Plaintiff opposes this motion. Plaintiff contends that the claims from both federal and state statutes are plaintiff's state law claims for sexual harassment and retaliation, disability discrimination and retaliation and whistleblower retaliation under NFEPA. Plaintiff disputes whether the Knapp decision even applies in this case. See Mt. Healthy City Sch. Dist. Bd. of Educ. v. Doyle, 429 U.S. 274, 280 (1977) ("The bar of the Eleventh Amendment to suit in federal courts extends to States and state officials in appropriate circumstances...but does not extend to counties and similar municipal corporations."); Frenchman Cambridge Irr. Dist. v. Heineman, 974 F. Supp. 2d 1264, 1277 (D. Neb. 2013) (Bataillon, Joseph) ("the Eleventh Amendment does not protect political subdivisions that are not acting as the State itself.") Id. citing Jinks v. Richland Cnty., 538 U.S. 456, 466 (2003). The State of Nebraska or an arm of the State of Nebraska are the only entities that get Eleventh Amendment Immunity. As stated in Frenchman:
The Eleventh Amendment largely shields States from suit in federal court without their consent, leaving parties with claims against a State to present them, if the State permits, in the State's own tribunals. Hess v. Port Auth. Trans-Hudson Corp., 513 U.S. 30, 39, 115 S.Ct. 394, 130 L.Ed.2d 245 (1994); see Alden v. Maine, 527 U.S. 706, 713, 119 S.Ct. 2240, 144 L.Ed.2d 636 (1999) (The Eleventh Amendment is a jurisdictional bar that precludes unconsented suits in federal court against a state and arms of the state). States and arms of the state possess sovereign immunity from suits. Steadfast Ins. Co. v. Agric. Ins. Co., 507 F.3d 1250, 1252-53 (10th Cir.2007) (finding that Grand River Dam Authority is an arm of the state). A state may, however, waive its immunity. See Lapides v. Bd. of Regents, 535 U.S. 613, 618, 122 S.Ct. 1640, 152 L.Ed.2d 806 (2002). "Generally, we will find a waiver either if the State voluntarily invokes our jurisdiction, or else if the State makes a clear declaration that it intends to submit itself to our jurisdiction." College Sav. Bank v. Florida Prepaid Postsecondary Educ. Expense Bd., 527 U.S. 666, 675-76, 119 S.Ct. 2219, 144 L.Ed.2d 605 (1999).Frenchman Cambridge Irr. Dist. v. Heineman, 974 F. Supp. 2d at 1277. "The Eleventh Amendment does not protect political subdivisions that are not acting as the State itself. Only States and state officers acting in their official capacity are immune from suits for damages in federal court-plaintiffs may bring suit for damages against all others, including municipalities and other political subdivisions of a State. Buckhannon Bd. and Care Home, Inc. v. West Virginia Dep't of Health and Human Res., 532 U.S. 598, 609 n. 10, 121 S.Ct. 1835, 149 L.Ed.2d 855 (2001)." Id. at 1277-78.

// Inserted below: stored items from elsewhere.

//! Tunables for the ledger engine and its parties.

use crate::constants::*;
use rand::Rng;
use serde::Deserialize;
use std::time::Duration;

#[derive(Debug, Clone, Deserialize)]
#[serde(default)]
pub struct LedgerConfig {
    /// Leading `'0'` hex digits a sealed block hash must start with.
    pub difficulty: usize,
    /// Pool size that triggers sealing.
    pub min_transactions: usize,
    /// Time since the last admitted block that triggers sealing regardless of pool size.
    pub seal_interval: Duration,
    pub max_transactions_per_block: usize,
    /// Chain length at which sealing stops.
    pub max_blocks: usize,
    /// Wall-clock budget for a single proof-of-work search.
    pub mining_time_budget: Duration,
}

impl Default for LedgerConfig {
    fn default() -> Self {
        Self {
            difficulty: POW_TARGET_DIFFICULTY,
            min_transactions: MIN_TRANSACTIONS_TO_SEAL,
            seal_interval: Duration::from_secs(SEAL_INTERVAL_SECS),
            max_transactions_per_block: MAX_TRANSACTIONS_PER_BLOCK,
            max_blocks: MAX_BLOCKS,
            mining_time_budget: Duration::from_secs(MINING_TIME_BUDGET_SECS),
        }
    }
}

/// Randomized minimum spacing between two transactions issued by the same party.
///
/// Each issuance attempt draws a fresh threshold uniformly from `[min, max]`, so whether
/// an attempt passes depends on the party's RNG. With `max <= min` the threshold is
/// fixed at `min`; a zero `min` and `max` disables the cooldown entirely.
#[derive(Debug, Clone, Copy, PartialEq, Eq, Deserialize)]
pub struct CooldownPolicy {
    pub min: Duration,
    pub max: Duration,
}

impl CooldownPolicy {
    pub const fn disabled() -> Self {
        Self {
            min: Duration::ZERO,
            max: Duration::ZERO,
        }
    }

    pub fn draw<R: Rng + ?Sized>(&self, rng: &mut R) -> Duration {
        if self.max <= self.min {
            return self.min;
        }
        let secs = rng.gen_range(self.min.as_secs_f64()..=self.max.as_secs_f64());
        Duration::from_secs_f64(secs)
    }
}

impl Default for CooldownPolicy {
    fn default() -> Self {
        Self {
            min: Duration::from_millis(COOLDOWN_MIN_MS),
            max: Duration::from_millis(COOLDOWN_MAX_MS),
        }
    }
}

#[derive(Debug, Clone, Deserialize)]
#[serde(default)]
pub struct PartyConfig {
    pub initial_balance: u64,
    pub key_bits: usize,
    pub cooldown: CooldownPolicy,
}

impl Default for PartyConfig {
    fn default() -> Self {
        Self {
            initial_balance: INITIAL_BALANCE,
            key_bits: RSA_KEY_BITS,
            cooldown: CooldownPolicy::default(),
        }
    }
}

#[cfg(test)]
mod tests {
    use super::*;
    use rand::{rngs::StdRng, SeedableRng};

    #[test]
    fn cooldown_draw_stays_in_range() {
        let policy = CooldownPolicy::default();
        let mut rng = StdRng::seed_from_u64(7);
        for _ in 0..100 {
            let d = policy.draw(&mut rng);
            assert!(d >= policy.min && d <= policy.max, "{d:?} out of range");
        }
    }

    #[test]
    fn degenerate_cooldown_is_fixed() {
        let mut rng = StdRng::seed_from_u64(7);
        assert_eq!(CooldownPolicy::disabled().draw(&mut rng), Duration::ZERO);
        let fixed = CooldownPolicy {
            min: Duration::from_secs(3),
            max: Duration::from_secs(1),
        };
        assert_eq!(fixed.draw(&mut rng), Duration::from_secs(3));
    }

    #[test]
    fn defaults_match_reference_behaviour() {
        let cfg = LedgerConfig::default();
        assert_eq!(cfg.difficulty, 2);
        assert_eq!(cfg.min_transactions, 5);
        assert_eq!(cfg.max_transactions_per_block, 20);
        assert_eq!(cfg.max_blocks, 10);
        assert_eq!(PartyConfig::default().initial_balance, 1000);
    }
}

The focus, then, becomes whether the entity is an arm of the state. Id. at 1278. The Court must look to the degree of autonomy, its independence, and whether it is a political subdivision. "The more an entity's independence resembles that of a political subdivision, the less likely the entity is an arm of a State. Public Sch. Ret. Sys. of Mo., 640 F.3d at 827. A resemblance to a political subdivision is assessed in terms of operational and political independence from states. Id. at 828-29. The greater the state's ability to appoint an entity's leaders, the more likely that the entity is an arm of the state. Id. at 829." Id. at 1278.
Further, NFEPA defines "employer" to include, "[t]he State of Nebraska, governmental agencies, and political subdivisions..." Neb. Rev. Stat. § 48-1102(2). Further, the Court agrees with the plaintiff that this Court has original jurisdiction over plaintiff's claims arising under federal law and pendent claim jurisdiction over the state law claims. 28 U.S.C. Section 1331; 28 U.S.C. §1367(a). In addition, the Eleventh Amendment does not protect political subdivisions that are not acting as the State itself. Id. citing Jinks v. Richland Cnty., 538 U.S. 456, 466 (2003); see also Mt. Healthy City Sch. Dist. Bd. of Educ. v. Doyle, 429 U.S. at 280. Unless a political subdivision of a state is simply "the arm or alter ego of the state," it may sue or be sued pursuant to the same rules as any other corporation." Id. citing Gilliam v. City of Omaha, 524 F.2d 1013, 1015 (8th Cir.1975). See also Williams v. Cty. of Scotts Bluff, No. 7:05CV5018, 2005 WL 3159661, at *3 (D. Neb. Nov. 28, 2005) citing Lake Country Estates, Inc. v. Tahoe Regional Planning Agency, 440 U.S. 391, 401 (1979). Finally, the Court notes that defendants cite no case that is on all fours and is specifically supportive of their arguments.
The Court concludes that the City of Fremont is not immune from suit. First, both parties agree that the City of Fremont is a political subdivision. Filing No. 30 ¶ 2; Filing No. 31, Answer and Affirmative Defenses, ¶ 2. See also Neb. Rev. Stat. §§16-101; 16-201; and 13-903. Second, the City has elected officials who are decision makers; the City can sue and be sued; and the City is autonomous in its leadership choices and decision making. Third, Knapp specifically dealt with the University of Nebraska Board of Regents and an employee in his official capacity. These two defendants were clearly not political subdivisions. In fact, the University of Nebraska Board of Regents is most likely an arm of the State of Nebraska. There was no discussion in Knapp as to the issue of "an arm of the state" or as to political subdivisions. The Court agrees that a political subdivision, in this case the City of Fremont, is not an arm of the state of Nebraska. Consequently, the Court shall deny defendant's motion to dismiss this motion. Accordingly, the Court finds that counts two, four, eight, ten and eleven in the Second Amended Complaint, shall proceed.
THEREFORE, IT IS ORDERED THAT:
1. Plaintiff's motion to file a third amended complaint, Filing No. 45, is granted as set forth herein. Plaintiff shall have 30 days from the date of this Memorandum and Order to file her amended complaint.
2. Defendants' motion for partial summary judgment, Filing No. 41, is denied.
Dated this 4th day of February, 2021.